DATA FOR PROCESSING:
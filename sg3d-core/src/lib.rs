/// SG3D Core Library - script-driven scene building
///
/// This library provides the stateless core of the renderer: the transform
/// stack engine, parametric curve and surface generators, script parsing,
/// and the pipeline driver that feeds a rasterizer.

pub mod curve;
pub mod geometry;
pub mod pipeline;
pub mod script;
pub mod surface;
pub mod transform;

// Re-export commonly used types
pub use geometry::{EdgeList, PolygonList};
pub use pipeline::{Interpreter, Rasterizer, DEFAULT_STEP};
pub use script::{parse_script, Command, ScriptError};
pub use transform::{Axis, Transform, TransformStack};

PROBLEM DETAILS: Show every line of the data in which the word "transform" appears.

SOLUTION TO THE EXERCISE:
/// This library provides the stateless core of the renderer: the transform
pub mod transform;
pub use transform::{Axis, Transform, TransformStack};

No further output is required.